Les « doctes » avis sur l’accès aux soins et sur la rémunération des soignants ne sont exposés que par des « experts » en économie et non pas par les malades et les médecins. La disparition programmée du paiement à l'acte n'est que le point d'orgue d'une politique qui vise à faire disparaître toute autonomie aux professionnels de santé. Les CPTS vont se développer avec le Ségur, ce qui paralysera encore plus la médecine de ville (...)
On s'acharne à former des médecins sans sélection avec le portail santé. La fin des concours hospitaliers après celui de l'Internat va faire disparaître l’élitisme, moteur de nos métiers (...)
On copie les systèmes nordiques et anglo-saxons qui ne correspondent pas à nos idées avec le salariat exclusif. La discipline de leurs habitants pour les soins non urgents n’est pas dans notre culture. Ces pays acceptent les listes d’attente afin de cantonner leurs impôts.
La médecine était un art, elle est devenue consumériste, par injonction politique et idéologie. (...) Chercher à être « honoré » à titre personnel pour le service rendu et la compassion manifestée est suspecté de « paternalisme ». Le médecin devenu « agent de santé publique » est payé par l'État. Il n'est donc plus engagé avec le patient dans un dialogue singulier, mais fera partie d'une équipe aux membres interchangeables et anonymes, voire virtuels avec l’IA. (...)
Les conseillers estiment qu'il n'y aura plus besoin de pratiques, transmissibles par compagnonnage, ce qui demande un temps long de formation incompressible en particulier pour la chirurgie. Cette politique folle mettrait un terme à l'indépendance des médecins au profit d’une subordination croissante aux décideurs de l’économie.

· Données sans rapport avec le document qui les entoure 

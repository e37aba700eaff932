//! Handlers for launch listing and lookup.

use axum::{
    Json,
    extract::{Path, Query, State},
};
use chrono::Utc;
use validator::Validate;

use crate::api::dto::launch::{LaunchDto, LaunchListResponse};
use crate::api::dto::pagination::LaunchListQuery;
use crate::error::AppError;
use crate::state::AppState;

/// Lists launches, newest first.
///
/// # Endpoint
///
/// `GET /api/launches`
///
/// # Query Parameters
///
/// - `limit` (optional): Maximum number of records, 1..=100
/// - `offset` (optional): Records to skip upstream
///
/// # Response
///
/// ```json
/// { "items": [{ "id": "109", "mission_name": "CRS-20", "status": "succeeded", ... }], "count": 1 }
/// ```
///
/// # Errors
///
/// - 400 Bad Request if the parameters are invalid
/// - 502 Bad Gateway if the GraphQL endpoint fails
pub async fn launch_list_handler(
    State(state): State<AppState>,
    Query(query): Query<LaunchListQuery>,
) -> Result<Json<LaunchListResponse>, AppError> {
    query.validate()?;

    let launches = state
        .launch_service
        .launch_page(query.limit, query.offset)
        .await?;

    Ok(Json(LaunchListResponse::new(launches)))
}

/// Fetches one launch with its derived status.
///
/// # Endpoint
///
/// `GET /api/launches/{id}`
///
/// # Errors
///
/// - 400 Bad Request if the id is malformed
/// - 404 Not Found if the id does not resolve
/// - 502 Bad Gateway if the GraphQL endpoint fails
pub async fn launch_handler(
    State(state): State<AppState>,
    Path(id): Path<String>,
) -> Result<Json<LaunchDto>, AppError> {
    let launch = state.launch_service.launch_by_id(&id).await?;
    Ok(Json(LaunchDto::new(launch, Utc::now())))
}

Dans ces conditions on ne comprend pas pourquoi le numerus clausus a été supprimé à l'entrée en faculté de médecine, sauf si leur arrière-pensée était de multiplier les assistants médicaux et les officiers de santé. (...)
Les soignants ont été envoyés au combat contre le Covid sans armes, ni masques ni sur blouses, 46 médecins sont morts et des milliers de soignants ont été contaminés. Tout le système doit donc être refondé pour retrouver la médecine humaniste que j'ai connue. Le capitaine mis à la barre du Ségur est celui qui avait en 2014 porté la loi Touraine. Il ne changera pas de cap ce qui fera couler le navire hôpital.